Collected data
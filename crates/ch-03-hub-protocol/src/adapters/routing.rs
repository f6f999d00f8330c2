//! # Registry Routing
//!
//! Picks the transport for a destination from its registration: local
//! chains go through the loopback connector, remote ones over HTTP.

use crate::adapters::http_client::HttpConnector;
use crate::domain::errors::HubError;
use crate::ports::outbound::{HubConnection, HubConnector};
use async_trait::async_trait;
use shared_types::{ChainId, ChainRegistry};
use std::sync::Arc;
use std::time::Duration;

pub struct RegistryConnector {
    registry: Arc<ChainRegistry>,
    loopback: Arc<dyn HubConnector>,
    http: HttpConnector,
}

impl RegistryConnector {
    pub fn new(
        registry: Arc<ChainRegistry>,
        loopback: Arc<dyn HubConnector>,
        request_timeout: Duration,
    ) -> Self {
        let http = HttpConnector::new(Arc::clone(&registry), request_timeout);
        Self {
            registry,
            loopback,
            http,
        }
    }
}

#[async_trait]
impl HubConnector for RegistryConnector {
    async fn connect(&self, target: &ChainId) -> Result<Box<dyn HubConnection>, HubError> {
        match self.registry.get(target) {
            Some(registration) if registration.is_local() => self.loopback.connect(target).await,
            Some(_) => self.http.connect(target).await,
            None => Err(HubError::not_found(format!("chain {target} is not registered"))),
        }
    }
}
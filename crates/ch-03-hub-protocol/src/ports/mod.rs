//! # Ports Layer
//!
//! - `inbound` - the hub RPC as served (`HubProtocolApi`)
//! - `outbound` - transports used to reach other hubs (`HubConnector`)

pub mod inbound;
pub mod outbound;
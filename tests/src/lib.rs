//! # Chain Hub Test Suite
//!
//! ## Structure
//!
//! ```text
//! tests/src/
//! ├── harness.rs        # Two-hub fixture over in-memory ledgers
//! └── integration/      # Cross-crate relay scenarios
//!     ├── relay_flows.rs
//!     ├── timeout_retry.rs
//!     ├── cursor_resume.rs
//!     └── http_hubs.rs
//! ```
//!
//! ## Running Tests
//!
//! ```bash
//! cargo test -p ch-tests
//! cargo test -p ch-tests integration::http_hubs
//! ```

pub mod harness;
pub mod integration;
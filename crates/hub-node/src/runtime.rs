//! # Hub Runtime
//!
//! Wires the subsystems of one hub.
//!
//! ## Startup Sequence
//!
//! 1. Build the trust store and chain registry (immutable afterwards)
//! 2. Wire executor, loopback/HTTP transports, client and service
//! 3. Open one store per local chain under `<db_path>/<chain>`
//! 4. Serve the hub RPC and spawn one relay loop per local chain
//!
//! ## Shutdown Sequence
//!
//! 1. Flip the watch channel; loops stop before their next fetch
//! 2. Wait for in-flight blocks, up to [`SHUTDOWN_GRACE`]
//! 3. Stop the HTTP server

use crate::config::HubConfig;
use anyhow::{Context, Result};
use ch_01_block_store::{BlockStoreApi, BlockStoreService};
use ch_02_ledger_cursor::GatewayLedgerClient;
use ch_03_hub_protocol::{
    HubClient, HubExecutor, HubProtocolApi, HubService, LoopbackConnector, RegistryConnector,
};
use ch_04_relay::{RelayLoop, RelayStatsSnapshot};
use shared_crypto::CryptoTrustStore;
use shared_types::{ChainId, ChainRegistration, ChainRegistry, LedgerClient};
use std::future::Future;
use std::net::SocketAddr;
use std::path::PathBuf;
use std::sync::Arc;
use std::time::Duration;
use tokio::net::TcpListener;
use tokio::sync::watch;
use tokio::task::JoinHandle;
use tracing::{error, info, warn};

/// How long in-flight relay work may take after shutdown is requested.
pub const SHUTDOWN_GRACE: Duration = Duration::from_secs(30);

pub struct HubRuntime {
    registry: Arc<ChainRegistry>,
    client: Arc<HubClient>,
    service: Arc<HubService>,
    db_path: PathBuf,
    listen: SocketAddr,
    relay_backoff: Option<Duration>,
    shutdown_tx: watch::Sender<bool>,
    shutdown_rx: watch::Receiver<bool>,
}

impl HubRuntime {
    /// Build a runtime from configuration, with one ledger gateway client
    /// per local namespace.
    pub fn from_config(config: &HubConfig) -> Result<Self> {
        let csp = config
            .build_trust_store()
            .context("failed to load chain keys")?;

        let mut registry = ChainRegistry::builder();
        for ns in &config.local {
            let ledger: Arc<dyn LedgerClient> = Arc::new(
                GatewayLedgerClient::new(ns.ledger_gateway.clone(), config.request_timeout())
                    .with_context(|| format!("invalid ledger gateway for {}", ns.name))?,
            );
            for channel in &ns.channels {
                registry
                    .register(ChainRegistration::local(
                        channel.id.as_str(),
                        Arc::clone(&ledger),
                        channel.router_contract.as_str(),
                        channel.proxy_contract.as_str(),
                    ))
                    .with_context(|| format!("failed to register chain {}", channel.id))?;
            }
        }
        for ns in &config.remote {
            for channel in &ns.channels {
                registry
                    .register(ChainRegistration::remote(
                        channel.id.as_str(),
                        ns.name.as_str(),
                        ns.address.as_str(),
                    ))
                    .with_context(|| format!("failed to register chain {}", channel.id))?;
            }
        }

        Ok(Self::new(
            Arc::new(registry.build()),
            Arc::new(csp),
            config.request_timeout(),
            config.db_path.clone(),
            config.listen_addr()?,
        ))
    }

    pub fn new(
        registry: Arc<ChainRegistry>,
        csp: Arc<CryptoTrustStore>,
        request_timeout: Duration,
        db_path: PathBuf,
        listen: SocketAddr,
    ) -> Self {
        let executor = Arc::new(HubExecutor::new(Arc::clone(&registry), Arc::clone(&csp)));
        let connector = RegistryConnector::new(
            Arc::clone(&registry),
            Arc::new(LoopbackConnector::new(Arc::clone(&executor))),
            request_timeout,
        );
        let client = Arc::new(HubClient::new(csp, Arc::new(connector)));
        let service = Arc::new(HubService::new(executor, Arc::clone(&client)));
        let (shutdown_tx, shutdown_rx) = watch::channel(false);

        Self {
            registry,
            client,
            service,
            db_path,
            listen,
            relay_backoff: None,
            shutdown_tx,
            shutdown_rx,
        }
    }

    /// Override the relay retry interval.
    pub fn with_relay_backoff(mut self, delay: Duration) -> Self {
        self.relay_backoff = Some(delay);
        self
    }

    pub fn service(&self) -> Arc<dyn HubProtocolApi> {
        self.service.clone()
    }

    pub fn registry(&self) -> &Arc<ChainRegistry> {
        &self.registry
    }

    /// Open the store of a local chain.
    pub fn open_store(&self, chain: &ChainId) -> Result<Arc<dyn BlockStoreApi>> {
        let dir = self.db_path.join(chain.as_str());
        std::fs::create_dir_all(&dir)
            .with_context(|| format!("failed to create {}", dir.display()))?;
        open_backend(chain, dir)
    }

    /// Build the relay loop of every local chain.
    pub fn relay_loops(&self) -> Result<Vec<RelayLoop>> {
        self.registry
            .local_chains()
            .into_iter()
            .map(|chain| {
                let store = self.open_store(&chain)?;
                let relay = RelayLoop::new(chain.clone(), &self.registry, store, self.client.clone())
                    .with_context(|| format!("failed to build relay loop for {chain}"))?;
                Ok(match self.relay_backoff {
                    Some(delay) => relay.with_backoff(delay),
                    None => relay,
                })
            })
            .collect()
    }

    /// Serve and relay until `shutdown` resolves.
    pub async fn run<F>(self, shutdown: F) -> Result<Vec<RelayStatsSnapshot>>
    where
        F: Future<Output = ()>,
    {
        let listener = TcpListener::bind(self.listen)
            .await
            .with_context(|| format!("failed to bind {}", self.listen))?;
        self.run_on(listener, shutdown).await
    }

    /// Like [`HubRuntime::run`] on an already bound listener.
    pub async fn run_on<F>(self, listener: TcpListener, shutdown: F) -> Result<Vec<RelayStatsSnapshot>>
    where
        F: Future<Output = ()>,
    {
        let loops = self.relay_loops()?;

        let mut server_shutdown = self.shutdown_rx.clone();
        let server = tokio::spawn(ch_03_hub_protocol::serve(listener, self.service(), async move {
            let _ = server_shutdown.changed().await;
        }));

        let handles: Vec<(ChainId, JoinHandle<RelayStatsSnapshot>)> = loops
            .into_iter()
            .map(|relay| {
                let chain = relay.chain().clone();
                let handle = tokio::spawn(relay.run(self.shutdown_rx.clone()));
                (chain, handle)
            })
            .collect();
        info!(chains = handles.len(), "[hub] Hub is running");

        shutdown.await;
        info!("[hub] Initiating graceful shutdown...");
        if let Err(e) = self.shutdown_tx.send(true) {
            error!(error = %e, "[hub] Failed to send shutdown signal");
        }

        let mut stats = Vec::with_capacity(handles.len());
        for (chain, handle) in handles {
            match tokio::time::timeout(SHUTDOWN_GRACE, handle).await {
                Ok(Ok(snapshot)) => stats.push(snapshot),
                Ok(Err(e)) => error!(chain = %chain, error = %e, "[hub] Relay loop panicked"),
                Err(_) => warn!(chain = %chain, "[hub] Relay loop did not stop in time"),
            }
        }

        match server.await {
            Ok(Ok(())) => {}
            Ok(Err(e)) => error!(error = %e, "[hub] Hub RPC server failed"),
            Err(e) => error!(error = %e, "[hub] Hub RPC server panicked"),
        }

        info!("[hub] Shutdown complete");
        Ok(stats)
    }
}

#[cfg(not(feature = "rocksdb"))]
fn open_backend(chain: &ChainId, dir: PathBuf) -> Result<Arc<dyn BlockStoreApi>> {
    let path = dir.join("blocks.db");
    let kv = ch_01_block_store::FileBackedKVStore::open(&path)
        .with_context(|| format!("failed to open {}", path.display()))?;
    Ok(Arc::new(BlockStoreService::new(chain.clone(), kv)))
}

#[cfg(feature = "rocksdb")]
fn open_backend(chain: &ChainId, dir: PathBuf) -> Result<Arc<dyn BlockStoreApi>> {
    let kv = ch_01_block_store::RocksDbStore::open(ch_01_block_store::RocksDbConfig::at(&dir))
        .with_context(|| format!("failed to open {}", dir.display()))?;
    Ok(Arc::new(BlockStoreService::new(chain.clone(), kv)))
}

---

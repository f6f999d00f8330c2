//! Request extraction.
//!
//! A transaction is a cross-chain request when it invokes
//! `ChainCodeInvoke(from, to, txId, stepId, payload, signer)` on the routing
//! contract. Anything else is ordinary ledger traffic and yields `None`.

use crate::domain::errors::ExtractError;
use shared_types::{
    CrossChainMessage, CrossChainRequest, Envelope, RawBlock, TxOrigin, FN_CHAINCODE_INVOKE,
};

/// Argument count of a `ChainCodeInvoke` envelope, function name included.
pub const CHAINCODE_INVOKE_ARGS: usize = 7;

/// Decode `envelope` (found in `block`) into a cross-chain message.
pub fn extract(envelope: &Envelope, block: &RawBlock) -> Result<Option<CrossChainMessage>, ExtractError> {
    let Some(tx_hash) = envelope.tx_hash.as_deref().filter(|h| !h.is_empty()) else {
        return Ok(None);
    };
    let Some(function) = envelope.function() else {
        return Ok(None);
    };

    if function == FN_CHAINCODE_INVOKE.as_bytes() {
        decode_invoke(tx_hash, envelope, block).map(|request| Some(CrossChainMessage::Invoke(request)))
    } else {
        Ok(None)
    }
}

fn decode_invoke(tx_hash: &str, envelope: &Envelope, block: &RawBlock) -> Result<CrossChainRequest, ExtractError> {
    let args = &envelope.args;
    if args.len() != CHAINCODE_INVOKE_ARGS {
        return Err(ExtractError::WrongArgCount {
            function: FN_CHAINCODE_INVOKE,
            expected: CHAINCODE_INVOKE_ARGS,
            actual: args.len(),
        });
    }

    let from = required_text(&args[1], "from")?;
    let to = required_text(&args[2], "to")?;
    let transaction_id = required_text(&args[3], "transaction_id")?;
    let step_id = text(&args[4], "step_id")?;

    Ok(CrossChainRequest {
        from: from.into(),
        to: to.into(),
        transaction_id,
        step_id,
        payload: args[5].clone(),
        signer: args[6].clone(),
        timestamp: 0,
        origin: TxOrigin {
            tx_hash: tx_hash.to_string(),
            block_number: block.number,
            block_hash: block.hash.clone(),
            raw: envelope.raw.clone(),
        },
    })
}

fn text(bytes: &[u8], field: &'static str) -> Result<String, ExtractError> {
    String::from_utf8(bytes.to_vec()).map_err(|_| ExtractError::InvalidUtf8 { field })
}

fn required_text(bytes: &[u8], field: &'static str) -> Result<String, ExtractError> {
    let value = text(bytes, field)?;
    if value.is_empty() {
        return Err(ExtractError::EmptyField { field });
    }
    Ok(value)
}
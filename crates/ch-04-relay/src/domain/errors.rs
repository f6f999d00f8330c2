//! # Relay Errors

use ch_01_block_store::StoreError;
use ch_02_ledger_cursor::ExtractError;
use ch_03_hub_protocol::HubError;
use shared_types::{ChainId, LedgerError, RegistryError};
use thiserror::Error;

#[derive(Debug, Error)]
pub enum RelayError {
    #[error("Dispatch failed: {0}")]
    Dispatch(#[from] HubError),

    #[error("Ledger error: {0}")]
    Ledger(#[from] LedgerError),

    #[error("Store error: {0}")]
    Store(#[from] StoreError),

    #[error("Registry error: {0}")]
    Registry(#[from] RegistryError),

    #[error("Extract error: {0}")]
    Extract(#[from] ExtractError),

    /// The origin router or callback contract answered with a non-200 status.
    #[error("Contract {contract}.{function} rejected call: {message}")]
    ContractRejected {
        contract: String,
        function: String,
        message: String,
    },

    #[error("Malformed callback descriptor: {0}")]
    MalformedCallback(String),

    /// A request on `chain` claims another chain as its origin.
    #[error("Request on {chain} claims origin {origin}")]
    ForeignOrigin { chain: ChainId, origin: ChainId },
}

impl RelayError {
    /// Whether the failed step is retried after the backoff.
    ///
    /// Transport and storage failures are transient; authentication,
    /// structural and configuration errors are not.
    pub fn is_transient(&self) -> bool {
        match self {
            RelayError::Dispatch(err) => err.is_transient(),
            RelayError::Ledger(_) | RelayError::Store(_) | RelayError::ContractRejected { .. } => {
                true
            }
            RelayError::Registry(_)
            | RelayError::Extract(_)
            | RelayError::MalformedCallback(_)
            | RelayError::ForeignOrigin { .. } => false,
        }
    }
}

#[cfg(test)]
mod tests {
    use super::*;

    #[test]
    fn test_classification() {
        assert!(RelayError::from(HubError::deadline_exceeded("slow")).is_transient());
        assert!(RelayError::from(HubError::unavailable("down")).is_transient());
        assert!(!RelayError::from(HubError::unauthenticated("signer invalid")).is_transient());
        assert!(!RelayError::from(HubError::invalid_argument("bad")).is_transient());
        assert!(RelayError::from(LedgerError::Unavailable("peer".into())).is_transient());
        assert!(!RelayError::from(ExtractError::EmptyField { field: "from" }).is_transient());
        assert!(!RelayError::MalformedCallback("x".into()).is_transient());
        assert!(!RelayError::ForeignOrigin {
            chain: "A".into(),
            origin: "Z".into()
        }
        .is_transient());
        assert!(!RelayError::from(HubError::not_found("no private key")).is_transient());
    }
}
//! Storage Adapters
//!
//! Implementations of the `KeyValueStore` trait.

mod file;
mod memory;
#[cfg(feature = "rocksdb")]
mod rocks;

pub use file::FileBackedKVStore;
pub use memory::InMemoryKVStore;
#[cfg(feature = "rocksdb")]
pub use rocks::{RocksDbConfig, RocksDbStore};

__Task statement__.
Scan the data above for the word "HubConnection" and report every line where it is found.

__Exercise response__.
use crate::ports::outbound::{HubConnection, HubConnector};
    async fn connect(&self, target: &ChainId) -> Result<Box<dyn HubConnection>, HubError> {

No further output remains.